Task statement: Gather, from the listing beneath this task, every line holding the string "HashMap".
Start of Block
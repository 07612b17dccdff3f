//! Boundary between declarative `Value` maps and typed cluster settings
//!
//! Reading goes through `Attrs`, which remembers the attribute path so a
//! wrongly shaped value produces an error like `roles.worker_node.vm_size:
//! expected a string`. Writing goes through `AttrsBuilder`.

use std::collections::{BTreeMap, HashMap};

use hdinsight_core::provider::{ProviderError, ProviderResult};
use hdinsight_core::resource::Value;

/// Typed read access to one level of declarative attributes
#[derive(Debug, Clone, Copy)]
pub struct Attrs<'a> {
    path: Option<&'a str>,
    map: &'a HashMap<String, Value>,
}

/// Owned path prefix for nested blocks; kept separate so `Attrs` stays `Copy`
#[derive(Debug, Clone)]
pub struct BlockAttrs<'a> {
    path: String,
    map: &'a HashMap<String, Value>,
}

impl<'a> Attrs<'a> {
    pub fn root(map: &'a HashMap<String, Value>) -> Self {
        Self { path: None, map }
    }
}

/// Shared accessors for the root level and nested blocks
pub trait AttrSource<'a> {
    fn map(&self) -> &'a HashMap<String, Value>;

    fn path_prefix(&self) -> Option<&str>;

    fn path_of(&self, key: &str) -> String {
        match self.path_prefix() {
            Some(prefix) => format!("{}.{}", prefix, key),
            None => key.to_string(),
        }
    }

    fn invalid(&self, key: &str, expected: &str) -> ProviderError {
        ProviderError::validation(format!("`{}`: expected {}", self.path_of(key), expected))
    }

    fn contains(&self, key: &str) -> bool {
        self.map().contains_key(key)
    }

    fn required_string(&self, key: &str) -> ProviderResult<String> {
        self.optional_string(key)?.ok_or_else(|| {
            ProviderError::validation(format!("`{}` is required", self.path_of(key)))
        })
    }

    /// Empty strings count as absent
    fn optional_string(&self, key: &str) -> ProviderResult<Option<String>> {
        match self.map().get(key) {
            None => Ok(None),
            Some(Value::String(s)) if s.is_empty() => Ok(None),
            Some(Value::String(s)) => Ok(Some(s.clone())),
            Some(_) => Err(self.invalid(key, "a string")),
        }
    }

    fn optional_bool(&self, key: &str) -> ProviderResult<Option<bool>> {
        match self.map().get(key) {
            None => Ok(None),
            Some(Value::Bool(b)) => Ok(Some(*b)),
            Some(_) => Err(self.invalid(key, "a bool")),
        }
    }

    fn bool_or(&self, key: &str, default: bool) -> ProviderResult<bool> {
        Ok(self.optional_bool(key)?.unwrap_or(default))
    }

    fn optional_int(&self, key: &str) -> ProviderResult<Option<i64>> {
        match self.map().get(key) {
            None => Ok(None),
            Some(Value::Int(i)) => Ok(Some(*i)),
            Some(_) => Err(self.invalid(key, "an integer")),
        }
    }

    fn string_list(&self, key: &str) -> ProviderResult<Vec<String>> {
        match self.map().get(key) {
            None => Ok(Vec::new()),
            Some(Value::List(items)) => items
                .iter()
                .map(|item| match item {
                    Value::String(s) => Ok(s.clone()),
                    _ => Err(self.invalid(key, "a list of strings")),
                })
                .collect(),
            Some(_) => Err(self.invalid(key, "a list of strings")),
        }
    }

    fn string_map(&self, key: &str) -> ProviderResult<BTreeMap<String, String>> {
        match self.map().get(key) {
            None => Ok(BTreeMap::new()),
            Some(Value::Map(map)) => map
                .iter()
                .map(|(k, v)| match v {
                    Value::String(s) => Ok((k.clone(), s.clone())),
                    _ => Err(self.invalid(key, "a map of strings")),
                })
                .collect(),
            Some(_) => Err(self.invalid(key, "a map of strings")),
        }
    }

    /// A singleton settings block. Accepts a map, or a list holding at most
    /// one map.
    fn block(&self, key: &str) -> ProviderResult<Option<BlockAttrs<'a>>> {
        let path = self.path_of(key);
        match self.map().get(key) {
            None => Ok(None),
            Some(Value::Map(map)) => Ok(Some(BlockAttrs { path, map })),
            Some(Value::List(items)) => match items.as_slice() {
                [] => Ok(None),
                [Value::Map(map)] => Ok(Some(BlockAttrs { path, map })),
                [_] => Err(self.invalid(key, "a block")),
                _ => Err(ProviderError::validation(format!(
                    "`{}`: at most one block may be specified, got {}",
                    path,
                    items.len()
                ))),
            },
            Some(_) => Err(self.invalid(key, "a block")),
        }
    }

    fn required_block(&self, key: &str) -> ProviderResult<BlockAttrs<'a>> {
        self.block(key)?.ok_or_else(|| {
            ProviderError::validation(format!("`{}` is required", self.path_of(key)))
        })
    }

    /// A repeated block
    fn blocks(&self, key: &str) -> ProviderResult<Vec<BlockAttrs<'a>>> {
        match self.map().get(key) {
            None => Ok(Vec::new()),
            Some(Value::Map(map)) => Ok(vec![BlockAttrs {
                path: format!("{}.0", self.path_of(key)),
                map,
            }]),
            Some(Value::List(items)) => items
                .iter()
                .enumerate()
                .map(|(i, item)| match item {
                    Value::Map(map) => Ok(BlockAttrs {
                        path: format!("{}.{}", self.path_of(key), i),
                        map,
                    }),
                    _ => Err(self.invalid(key, "a list of blocks")),
                })
                .collect(),
            Some(_) => Err(self.invalid(key, "a list of blocks")),
        }
    }
}

impl<'a> AttrSource<'a> for Attrs<'a> {
    fn map(&self) -> &'a HashMap<String, Value> {
        self.map
    }

    fn path_prefix(&self) -> Option<&str> {
        self.path
    }
}

impl<'a> AttrSource<'a> for BlockAttrs<'a> {
    fn map(&self) -> &'a HashMap<String, Value> {
        self.map
    }

    fn path_prefix(&self) -> Option<&str> {
        Some(&self.path)
    }
}

/// Builder for declarative attribute maps
#[derive(Debug, Default, Clone)]
pub struct AttrsBuilder {
    map: HashMap<String, Value>,
}

impl AttrsBuilder {
    pub fn new() -> Self {
        Self::default()
    }

    pub fn string(mut self, key: &str, value: impl Into<String>) -> Self {
        self.map.insert(key.to_string(), Value::String(value.into()));
        self
    }

    pub fn opt_string(self, key: &str, value: Option<impl Into<String>>) -> Self {
        match value {
            Some(v) => self.string(key, v),
            None => self,
        }
    }

    pub fn bool(mut self, key: &str, value: bool) -> Self {
        self.map.insert(key.to_string(), Value::Bool(value));
        self
    }

    pub fn opt_bool(self, key: &str, value: Option<bool>) -> Self {
        match value {
            Some(v) => self.bool(key, v),
            None => self,
        }
    }

    pub fn int(mut self, key: &str, value: i64) -> Self {
        self.map.insert(key.to_string(), Value::Int(value));
        self
    }

    pub fn opt_int(self, key: &str, value: Option<i64>) -> Self {
        match value {
            Some(v) => self.int(key, v),
            None => self,
        }
    }

    /// Empty lists are left out
    pub fn strings(mut self, key: &str, values: &[String]) -> Self {
        if !values.is_empty() {
            self.map.insert(
                key.to_string(),
                Value::List(values.iter().cloned().map(Value::String).collect()),
            );
        }
        self
    }

    pub fn string_map(mut self, key: &str, values: &BTreeMap<String, String>) -> Self {
        self.map.insert(
            key.to_string(),
            Value::Map(
                values
                    .iter()
                    .map(|(k, v)| (k.clone(), Value::String(v.clone())))
                    .collect(),
            ),
        );
        self
    }

    pub fn block(mut self, key: &str, block: HashMap<String, Value>) -> Self {
        self.map.insert(key.to_string(), Value::Map(block));
        self
    }

    pub fn opt_block(self, key: &str, block: Option<HashMap<String, Value>>) -> Self {
        match block {
            Some(b) => self.block(key, b),
            None => self,
        }
    }

    /// Empty lists are left out
    pub fn blocks(mut self, key: &str, blocks: Vec<HashMap<String, Value>>) -> Self {
        if !blocks.is_empty() {
            self.map.insert(
                key.to_string(),
                Value::List(blocks.into_iter().map(Value::Map).collect()),
            );
        }
        self
    }

    pub fn value(mut self, key: &str, value: Value) -> Self {
        self.map.insert(key.to_string(), value);
        self
    }

    pub fn build(self) -> HashMap<String, Value> {
        self.map
    }
}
End of Block
Solution:
use std::collections::{BTreeMap, HashMap};
    map: &'a HashMap<String, Value>,
    map: &'a HashMap<String, Value>,
    pub fn root(map: &'a HashMap<String, Value>) -> Self {
    fn map(&self) -> &'a HashMap<String, Value>;
    fn map(&self) -> &'a HashMap<String, Value> {
    fn map(&self) -> &'a HashMap<String, Value> {
    map: HashMap<String, Value>,
    pub fn block(mut self, key: &str, block: HashMap<String, Value>) -> Self {
    pub fn opt_block(self, key: &str, block: Option<HashMap<String, Value>>) -> Self {
    pub fn blocks(mut self, key: &str, blocks: Vec<HashMap<String, Value>>) -> Self {
    pub fn build(self) -> HashMap<String, Value> {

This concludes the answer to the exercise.